# Growzilla Dual Bulb Reflector



## Agent 47 (Aug 11, 2008)

The Growzilla reflector has a side by side two-bulb configuration to produce up to 280,000 lumens from one reflector. Mix and match metal halide and high pressure sodium or burn two of the same type for extreme results.
http://www.hydroasis.com/hy/product...t=growzilla-dual-bulb-reflector-by-hydrofarm#

And since the Lumatek Digital Ballast (600w) can run both MH & HPS, can I run a MH bulb and a HPS bulb in that reflector? or would I need a MH bulb and a conversion HPS bulb or vise versa? like say a 400w MH and a 200W HPS


----------



## The Hemp Goddess (Aug 11, 2008)

What in the world are you paying over $800 for?  Sockets, bulbs and ballast not included????????  What a rip-off.


----------



## Agent 47 (Aug 11, 2008)

i'm going to delete the question about the light and everything cuz i've already got that figured out...and it's not $800 its $160 for an air cooled dual bulb reflector 

still wondering if i can run just two regular MH and HPS bulbs or does one have to be a conversion bulb? if i wanted to run 2 diff HID bulbs on a single digital ballast?


----------



## KGB30 (Aug 11, 2008)

Hydrowholesale.com


----------



## andy52 (Aug 11, 2008)

sounds pretty good if you already have the 2 ballasts and bulbs to start with.160 bucks for the reflector.not bad.might get one for later on.figure on having a heck of lot more grow area than tent,later on.gotta hear some more about it from people here and what they think.but it sounds like something i would want.thanks  you could run either buld you wanted to,you got to have 2 ballasts anyway,so run whatever the ballasts are capable of.


----------



## The Hemp Goddess (Aug 11, 2008)

Agent 47 said:
			
		

> i'm going to delete the question about the light and everything cuz i've already got that figured out...and it's not $800 its $160 for an air cooled dual bulb reflector
> 
> still wondering if i can run just two regular MH and HPS bulbs or does one have to be a conversion bulb? if i wanted to run 2 diff HID bulbs on a single digital ballast?



Duh, I must be high....didn't even see the $159.99.

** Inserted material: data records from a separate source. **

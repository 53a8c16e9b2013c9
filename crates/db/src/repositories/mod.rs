//! Repository layer.
//!
//! Each repository is a zero-sized struct providing async CRUD methods
//! that accept `&DbPool` as the first argument.

pub mod grade_repo;
pub mod student_repo;

pub use grade_repo::GradeRepo;
pub use student_repo::StudentRepo;
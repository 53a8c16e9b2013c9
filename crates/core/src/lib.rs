//! Domain logic for the gradebook: entity field validation, the fixed
//! letter-grade scale, list filters, summary statistics and CSV export.
//!
//! Nothing in this crate touches the database. The `db` crate owns storage
//! and the `api` crate wires the two together.

pub mod error;
pub mod export;
pub mod grade;
pub mod student;
pub mod types;
//! Route definitions for the `/students` page.

use axum::routing::get;
use axum::Router;

use crate::handlers::students;
use crate::state::AppState;

/// Routes mounted at `/students`.
///
/// ```text
/// GET    /               -> page
/// POST   /               -> submit (create | delete)
/// GET    /export.csv     -> export_csv
/// ```
pub fn router() -> Router<AppState> {
    Router::new()
        .route("/", get(students::page).post(students::submit))
        .route("/export.csv", get(students::export_csv))
}
//! Row structs and insert DTOs.
//!
//! Each submodule contains:
//! - A `FromRow` + `Serialize` struct matching the database row
//! - The insert DTO built from a validated core value

pub mod grade;
pub mod student;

I don't think that you can run 2 bulbs off 1 ballast (if that is what you are asking).  However, if you have a digital ballasts, you should be able to run either a regular MH or a regular HPS--digital ballasts should not require a conversion bulb..


----------



## Agent 47 (Aug 11, 2008)

The Hemp Goddess said:
			
		

> I don't think that you can run 2 bulbs off 1 ballast (if that is what you are asking).  However, if you have a digital ballasts, you should be able to run either a regular MH or a regular HPS--digital ballasts should not require a conversion bulb..

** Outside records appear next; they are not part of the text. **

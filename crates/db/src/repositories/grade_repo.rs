//! Repository for the `grades` table.

use gradebook_core::grade::GradeFilter;
use gradebook_core::types::DbId;

use crate::models::grade::{CreateGrade, Grade, GradeView};
use crate::DbPool;

const COLUMNS: &str = "id, student_id, course, grade, semester, credits";

/// Provides CRUD operations for grades.
pub struct GradeRepo;

impl GradeRepo {
    /// Insert a new grade, returning the created row.
    ///
    /// Does not check that the student exists; the caller must.
    pub async fn create(pool: &DbPool, input: &CreateGrade) -> Result<Grade, sqlx::Error> {
        let query = format!(
            "INSERT INTO grades (student_id, course, grade, semester, credits)
             VALUES (?1, ?2, ?3, ?4, ?5)
             RETURNING {COLUMNS}"
        );
        sqlx::query_as::<_, Grade>(&query)
            .bind(input.student_id)
            .bind(&input.course)
            .bind(input.grade.as_str())
            .bind(&input.semester)
            .bind(input.credits)
            .fetch_one(pool)
            .await
    }

    /// Find a grade by ID.
    pub async fn find_by_id(pool: &DbPool, id: DbId) -> Result<Option<Grade>, sqlx::Error> {
        let query = format!("SELECT {COLUMNS} FROM grades WHERE id = ?1");
        sqlx::query_as::<_, Grade>(&query)
            .bind(id)
            .fetch_optional(pool)
            .await
    }

    /// List grades joined with student names, in grade id order.
    ///
    /// All present filters must match. Substring filters are case-sensitive.
    /// Grades whose student no longer exists are excluded by the join.
    pub async fn list(pool: &DbPool, filter: &GradeFilter) -> Result<Vec<GradeView>, sqlx::Error> {
        sqlx::query_as::<_, GradeView>(
            "SELECT g.id, g.student_id, s.name AS student_name, g.course, g.grade,
                    g.semester, g.credits
             FROM grades g
             JOIN students s ON g.student_id = s.id
             WHERE (?1 IS NULL OR instr(s.name, ?1) > 0)
               AND (?2 IS NULL OR instr(g.course, ?2) > 0)
               AND (?3 IS NULL OR g.semester = ?3)
             ORDER BY g.id",
        )
        .bind(filter.student_name.as_deref())
        .bind(filter.course.as_deref())
        .bind(filter.semester.as_deref())
        .fetch_all(pool)
        .await
    }

    /// List every grade recorded for one student.
    pub async fn list_by_student(pool: &DbPool, student_id: DbId) -> Result<Vec<Grade>, sqlx::Error> {
        let query = format!("SELECT {COLUMNS} FROM grades WHERE student_id = ?1 ORDER BY id");
        sqlx::query_as::<_, Grade>(&query)
            .bind(student_id)
            .fetch_all(pool)
            .await
    }

    /// Distinct semesters, alphabetically.
    pub async fn distinct_semesters(pool: &DbPool) -> Result<Vec<String>, sqlx::Error> {
        sqlx::query_scalar::<_, String>("SELECT DISTINCT semester FROM grades ORDER BY semester")
            .fetch_all(pool)
            .await
    }

    /// Distinct course names, alphabetically.
    pub async fn distinct_courses(pool: &DbPool) -> Result<Vec<String>, sqlx::Error> {
        sqlx::query_scalar::<_, String>("SELECT DISTINCT course FROM grades ORDER BY course")
            .fetch_all(pool)
            .await
    }

    /// Number of grades.
    pub async fn count(pool: &DbPool) -> Result<i64, sqlx::Error> {
        sqlx::query_scalar::<_, i64>("SELECT COUNT(*) FROM grades")
            .fetch_one(pool)
            .await
    }

    /// Permanently delete a grade by ID. Returns `true` if a row was removed.
    pub async fn delete(pool: &DbPool, id: DbId) -> Result<bool, sqlx::Error> {
        let result = sqlx::query("DELETE FROM grades WHERE id = ?1")
            .bind(id)
            .execute(pool)
            .await?;
        Ok(result.rows_affected() > 0)
    }
}
//! CSV builders for the student and grade list exports.
//!
//! Pure string assembly; the API layer supplies already-filtered rows.

pub const STUDENT_CSV_HEADER: [&str; 6] = ["ID", "Name", "Email", "Age", "Major", "GPA"];

pub const GRADE_CSV_HEADER: [&str; 7] = [
    "ID",
    "Student ID",
    "Student Name",
    "Course",
    "Grade",
    "Semester",
    "Credits",
];

/// Quote a field when it contains a comma, quote or line break.
pub fn csv_escape(value: &str) -> String {
    if value.contains(',') || value.contains('"') || value.contains('\n') || value.contains('\r') {
        format!("\"{}\"", value.replace('"', "\"\""))
    } else {
        value.to_string()
    }
}

/// Build a CSV document from a header and rows of already-stringified cells.
///
/// Every line, the last one included, ends with `\n`.
pub fn build_csv<I>(header: &[&str], rows: I) -> String
where
    I: IntoIterator<Item = Vec<String>>,
{
    let mut out = String::new();
    push_line(&mut out, header.iter().map(|h| csv_escape(h)));
    for row in rows {
        push_line(&mut out, row.iter().map(|cell| csv_escape(cell)));
    }
    out
}

fn push_line(out: &mut String, cells: impl Iterator<Item = String>) {
    let line: Vec<String> = cells.collect();
    out.push_str(&line.join(","));
    out.push('\n');
}

/// Format an optional cell, leaving it empty when absent.
pub fn optional_cell<T: ToString>(value: Option<T>) -> String {
    value.map(|v| v.to_string()).unwrap_or_default()
}
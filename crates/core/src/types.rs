/// Row ids are SQLite `INTEGER PRIMARY KEY` values.
pub type DbId = i64;

/// Trimmed value of a numeric form field, `None` only when nothing was sent.
///
/// Whitespace-only input comes back as `Some("")` so that parsing rejects it.
pub fn numeric_field(raw: &str) -> Option<&str> {
    (!raw.is_empty()).then(|| raw.trim())
}
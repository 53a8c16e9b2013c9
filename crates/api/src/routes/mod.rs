pub mod grades;
pub mod health;
pub mod students;

use axum::routing::get;
use axum::Router;

use crate::handlers;
use crate::state::AppState;

/// Build the page route tree.
///
/// ```text
/// GET  /                       landing page
/// /students                    list (GET), create or delete (POST)
/// /students/export.csv         filtered CSV export
/// /grades                      list (GET), create or delete (POST)
/// /grades/export.csv           filtered CSV export
/// ```
pub fn page_routes() -> Router<AppState> {
    Router::new()
        .route("/", get(handlers::index::index))
        .nest("/students", students::router())
        .nest("/grades", grades::router())
}
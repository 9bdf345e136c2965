//! Variant selection and a loop wrapper over both game kinds

use tinder_core::Viewport;
use tinder_game::{GameConfig, Platformer, PlatformerConfig, Runner};
use tinder_render::{Frame, SceneRenderer};
use tinder_runtime::{Action, FrameResult, GameEvent, GameLoop, InputState, Phase};

/// Game selectable from the command line
#[derive(Clone, Copy, Debug, PartialEq, Eq, clap::ValueEnum)]
pub enum Variant {
    /// Two-minute side-scrolling course
    Classic,
    /// One-minute course with faster patrols
    Sprint,
    /// Three-lane endless runner
    Runner,
}

impl Variant {
    pub fn title(self) -> &'static str {
        match self {
            Variant::Classic => "Tinder: Classic",
            Variant::Sprint => "Tinder: Sprint",
            Variant::Runner => "Tinder: Runner",
        }
    }

    /// Headline of the end panel after a win
    pub fn win_title(self) -> &'static str {
        match self {
            Variant::Classic | Variant::Sprint => "You reached the goal!",
            Variant::Runner => "You collected every coin!",
        }
    }
}

/// A game loop over either simulation kind
pub enum AnyGame {
    Platformer(GameLoop<Platformer>),
    Runner(GameLoop<Runner>),
}

macro_rules! each {
    ($self:expr, $game:ident => $body:expr) => {
        match $self {
            AnyGame::Platformer($game) => $body,
            AnyGame::Runner($game) => $body,
        }
    };
}

impl AnyGame {
    pub fn new(variant: Variant, config: &GameConfig, viewport: Viewport) -> Self {
        match variant {
            Variant::Classic => Self::Platformer(GameLoop::new(
                Platformer::new(config.platformer.clone(), &config.camera),
                viewport,
            )),
            Variant::Sprint => {
                let sprint = PlatformerConfig {
                    movement: config.platformer.movement.clone(),
                    ..PlatformerConfig::sprint()
                };
                Self::Platformer(GameLoop::new(
                    Platformer::new(sprint, &config.camera),
                    viewport,
                ))
            }
            Variant::Runner => {
                Self::Runner(GameLoop::new(Runner::new(config.runner.clone()), viewport))
            }
        }
    }

    pub fn phase(&self) -> Phase {
        each!(self, g => g.phase())
    }

    pub fn wants_frame(&self) -> bool {
        each!(self, g => g.wants_frame())
    }

    pub fn elapsed(&self) -> f64 {
        each!(self, g => g.elapsed())
    }

    pub fn viewport(&self) -> Viewport {
        each!(self, g => *g.viewport())
    }

    pub fn input(&self) -> &InputState {
        each!(self, g => g.input())
    }

    pub fn input_mut(&mut self) -> &mut InputState {
        each!(self, g => g.input_mut())
    }

    pub fn drain_events(&mut self) -> Vec<GameEvent> {
        each!(self, g => g.drain_events())
    }

    pub fn start(&mut self, now: f64) -> bool {
        each!(self, g => g.start(now))
    }

    pub fn restart(&mut self, now: f64) -> bool {
        self.input_mut().release_all();
        each!(self, g => g.restart(now))
    }

    /// Start from Idle or restart from Ended when `action` asks for it.
    /// Returns whether the round changed.
    pub fn apply_round_action(&mut self, action: Action, now: f64) -> bool {
        match (action, self.phase()) {
            (Action::Start, Phase::Idle) => self.start(now),
            (Action::Restart | Action::Start, Phase::Ended(_)) => self.restart(now),
            _ => false,
        }
    }

    pub fn resize(&mut self, viewport: Viewport) {
        each!(self, g => g.resize(viewport))
    }

    pub fn tick(&mut self, now: f64) -> FrameResult {
        each!(self, g => g.tick(now))
    }

    /// Build the display list for the current state
    pub fn draw(&self, renderer: &mut SceneRenderer) -> Frame {
        match self {
            AnyGame::Platformer(g) => renderer.draw_platformer(g.simulation()),
            AnyGame::Runner(g) => renderer.draw_runner(g.simulation()),
        }
    }
}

okay ya that's what i was getting at i figured maybe you could run two bulbs on 1 ballast lol ...maybe i'll just go with a 600w MH bulb for all stages...i'm only planning on 4 maybe 6 plants at a time i think a 600w metal halide would be good...cool tube also so it'll be a lot closer to the plants 16sq foot grow area or go big or go home with a 1k watt?
just gonna suck buying a 300 dollar ballast

if i was to run the ducting for the cooltube out of my box and into another room...do you think it would make it hot to where it would make me uncomfortable? 600w lamp


----------



## dragginwagen (Aug 11, 2008)

whats lumen?


----------



## Agent 47 (Aug 11, 2008)

1000watt is 110,000 lumens


----------



## The Hemp Goddess (Aug 11, 2008)

If I was only going to go with one HID light, I would recommend a HPS rather than a MH.  You can actually do really well vegging with CFLs or HO fluoro tubes.  I just don't think that there is anything that produces bud like a HPS.  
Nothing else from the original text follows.